We called the Police back and told them the situation. The Police were also shocked at the response we got and told us they would be calling the RSPCA and I really hope something comes of that. In meantime we were told to tie the dog up and leave it if we couldn’t stay with the dog. Well of course we weren’t going to do that. We’d spent nearly two hours out there with this dog and we weren’t going to abandon it now. Various calls were made to local vets who were all to happy to take the dog but all said it was the RSPCA’s responsibility to get the dog to them. There was actually a point were we were going to call a cab and take the dog to the nearest vet ourselves until suddenly various breakthroughs were made.

Eventually a group of locals walked past who recognised the dog and said it belonged to a local homeless man. The story they told us was that he’d had his head kicked in earlier that evening and the dog must have got lose in the fight. They wanted to take the dog away with them there and then, but we were initially reluctant as we thought it might need the medical attention of a vet. Luckily as things were getting a bit tense the Police Van turned up.
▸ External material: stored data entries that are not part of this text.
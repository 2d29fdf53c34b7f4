//! Theme and styling definitions
//!
//! Centralizes every color the console uses so views never hard-code one.

use crate::models::{ActivityAction, TraceLevel};
use ratatui::style::{Color, Modifier, Style};

/// Color palette for the console
pub struct Theme {
    // Header colors
    pub header_title: Color,
    pub header_gateway: Color,
    pub header_tab: Color,
    pub header_tab_active: Color,
    pub header_loading: Color,

    // Status colors
    pub status_ok: Color,
    pub status_redirect: Color,
    pub status_client_error: Color,
    pub status_server_error: Color,
    pub status_unknown: Color,

    // Table colors
    pub table_header: Color,
    pub table_selected: Color,
    pub table_selected_bg: Color,
    pub table_normal: Color,

    // Text colors
    pub text_primary: Color,
    pub text_secondary: Color,
    pub text_label: Color,
    pub text_value: Color,

    // Input colors
    pub search_prompt: Color,
    pub form_focus: Color,
    pub form_error: Color,

    // Operation colors
    pub operation_success: Color,
    pub operation_error: Color,
    pub operation_warning: Color,
    pub operation_confirm: Color,
    pub operation_cancel: Color,

    // Footer colors
    pub footer_key: Color,
}

impl Default for Theme {
    fn default() -> Self {
        Self {
            header_title: Color::Cyan,
            header_gateway: Color::Yellow,
            header_tab: Color::Gray,
            header_tab_active: Color::Yellow,
            header_loading: Color::Magenta,

            status_ok: Color::Green,
            status_redirect: Color::Cyan,
            status_client_error: Color::Yellow,
            status_server_error: Color::Red,
            status_unknown: Color::Gray,

            table_header: Color::Cyan,
            table_selected: Color::Blue,
            table_selected_bg: Color::DarkGray,
            table_normal: Color::White,

            text_primary: Color::White,
            text_secondary: Color::Gray,
            text_label: Color::Cyan,
            text_value: Color::White,

            search_prompt: Color::Yellow,
            form_focus: Color::Yellow,
            form_error: Color::Red,

            operation_success: Color::Green,
            operation_error: Color::Red,
            operation_warning: Color::Yellow,
            operation_confirm: Color::Green,
            operation_cancel: Color::Red,

            footer_key: Color::Yellow,
        }
    }
}

impl Theme {
    pub fn header_tab_style(&self, active: bool) -> Style {
        if active {
            Style::default()
                .fg(self.header_tab_active)
                .add_modifier(Modifier::BOLD | Modifier::REVERSED)
        } else {
            Style::default().fg(self.header_tab)
        }
    }

    pub fn table_header_style(&self) -> Style {
        Style::default()
            .fg(self.table_header)
            .add_modifier(Modifier::BOLD)
    }

    pub fn table_selected_style(&self) -> Style {
        Style::default()
            .fg(self.table_selected)
            .bg(self.table_selected_bg)
    }

    pub fn footer_key_style(&self) -> Style {
        Style::default().fg(self.footer_key)
    }

    pub fn label_style(&self) -> Style {
        Style::default().fg(self.text_label)
    }

    /// Color for an HTTP status code
    pub fn status_code_color(&self, status: u16) -> Color {
        match status {
            200..=299 => self.status_ok,
            300..=399 => self.status_redirect,
            400..=499 => self.status_client_error,
            500..=599 => self.status_server_error,
            _ => self.status_unknown,
        }
    }

    pub fn activity_color(&self, action: ActivityAction) -> Color {
        match action {
            ActivityAction::Create => self.operation_success,
            ActivityAction::Update => self.operation_warning,
            ActivityAction::Delete => self.operation_error,
            ActivityAction::Unknown => self.text_secondary,
        }
    }

    pub fn trace_level_color(&self, level: TraceLevel) -> Color {
        match level {
            TraceLevel::Info => self.text_primary,
            TraceLevel::Warn => self.operation_warning,
            TraceLevel::Error => self.operation_error,
            TraceLevel::Unknown => self.text_secondary,
        }
    }

    /// Color for a 0-100 health score
    pub fn health_color(&self, score: u32) -> Color {
        match score {
            80.. => self.status_ok,
            50..=79 => self.status_client_error,
            _ => self.status_server_error,
        }
    }

    pub fn operation_success_style(&self) -> Style {
        Style::default()
            .fg(self.operation_success)
            .add_modifier(Modifier::BOLD)
    }

    pub fn operation_error_style(&self) -> Style {
        Style::default()
            .fg(self.operation_error)
            .add_modifier(Modifier::BOLD)
    }

    pub fn operation_warning_style(&self) -> Style {
        Style::default()
            .fg(self.operation_warning)
            .add_modifier(Modifier::BOLD)
    }
}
You’d think that’d be the end of the story but no, the Police took these people away to go and find their Homeless friend. Meanwhile the RSPCA had somehow been convinced to come and collect the dog. I don’t know how, and I don’t know why they suddenly changed their minds after two and a half hours of telling us they didn’t care, but the next thing we knew they were sending out a van. The homeless man wasn’t anywhere to be found so when the RSPCA turned up they took the dog. The RSPCA guy didn’t look particularly pleased to be there and after saying nothing we were left to explain how we’d found the dog howling and limping in the road. When we’d finished he basically shone a torch at the dog and practically threw it in the back of his van before driving off. By the time it was sorted it was 2am and we’d been out there for close the three hours. I won’t go on another rant because I think you all get the idea of how annoyed I am but it really was disgraceful behaviour from the RSPCA all round.

Later in the week the dog was sighted back with it’s owner. I don’t know how it got there and I don’t know if it was treated at all but it certainly looked happier than it did on that night.
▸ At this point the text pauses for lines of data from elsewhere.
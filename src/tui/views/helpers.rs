//! Common helper functions for view rendering

use crate::tui::theme::Theme;
use chrono::{DateTime, Utc};
use ratatui::{
    Frame,
    layout::{Constraint, Direction, Layout, Rect},
    style::Style,
    text::Line,
    widgets::{Block, Borders, Clear, Paragraph},
};

/// Render an empty state message
pub fn render_empty_state(
    f: &mut Frame,
    area: Rect,
    title: &str,
    message: &str,
    instructions: &str,
    theme: &Theme,
) {
    let text = vec![
        Line::from(message),
        Line::from(""),
        Line::from(instructions),
    ];
    let paragraph = Paragraph::new(text)
        .block(create_themed_block(title, theme))
        .style(Style::default().fg(theme.text_secondary));
    f.render_widget(paragraph, area);
}

/// Truncate a message to at most `max_len` characters, ending in "..."
pub fn truncate_message(message: &str, max_len: usize) -> String {
    if message.chars().count() > max_len {
        let kept: String = message.chars().take(max_len.saturating_sub(3)).collect();
        format!("{}...", kept)
    } else {
        message.to_string()
    }
}

/// Create a block with title and borders using theme
pub fn create_themed_block<'a>(title: impl Into<Line<'a>>, theme: &Theme) -> Block<'a> {
    Block::default()
        .title(title)
        .borders(Borders::ALL)
        .border_style(Style::default().fg(theme.text_label))
}

/// Local-independent timestamp for table cells
pub fn format_timestamp(at: Option<DateTime<Utc>>) -> String {
    at.map(|t| t.format("%Y-%m-%d %H:%M:%S").to_string())
        .unwrap_or_else(|| "-".to_string())
}

/// Rectangle centered in `area` covering the given percentages
pub fn centered_rect(percent_x: u16, percent_y: u16, area: Rect) -> Rect {
    let vertical = Layout::default()
        .direction(Direction::Vertical)
        .constraints([
            Constraint::Percentage((100 - percent_y) / 2),
            Constraint::Percentage(percent_y),
            Constraint::Percentage((100 - percent_y) / 2),
        ])
        .split(area);

    Layout::default()
        .direction(Direction::Horizontal)
        .constraints([
            Constraint::Percentage((100 - percent_x) / 2),
            Constraint::Percentage(percent_x),
            Constraint::Percentage((100 - percent_x) / 2),
        ])
        .split(vertical[1])[1]
}

/// Clear `area` so a popup does not show the table beneath it
pub fn clear_area(f: &mut Frame, area: Rect) {
    f.render_widget(Clear, area);
}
Time to leave all that behind now. I’m skipping from the Monday night very quickly to Saturday afternoon. I know this is a long post already but I do want to give a little mention about our very first show with understudies on. Since Bristol there’s been an illness going round the company, I mentioned in my last post that it hit me particularly bad in Swansea, but so far no-one has missed a show. This week the bad luck came to Anna who plays Donna, and for the final show in Southampton we had to have the understudy on. In all fairness she did remarkably well to do as many shows as she did before going off.

With a show like Dreamboats where there are so many live musicians onstage, having understudies on can get a bit hectic and so we spent most of the time in between shows rehearsing the two people who would cover Donna and (because of the way the understudies work) also Daisy. Pretty much all I want to say is a massive well done to Tara and Rachel for coping so well with such short notice and limited rehearsal. They really pulled it off and I know that the whole company are really proud of them for keeping the show going, even if it was a bit seat of the pants at times!

So that’s pretty much it for this bumper blog post. So much has happened this week that I feel like I’ve hardly scratched the surface but despite an odd start and a hectic end it really has been a fantastic week in a fantastic theatre. All that’s left for me to say is, ‘Bring it on Lowestoft!’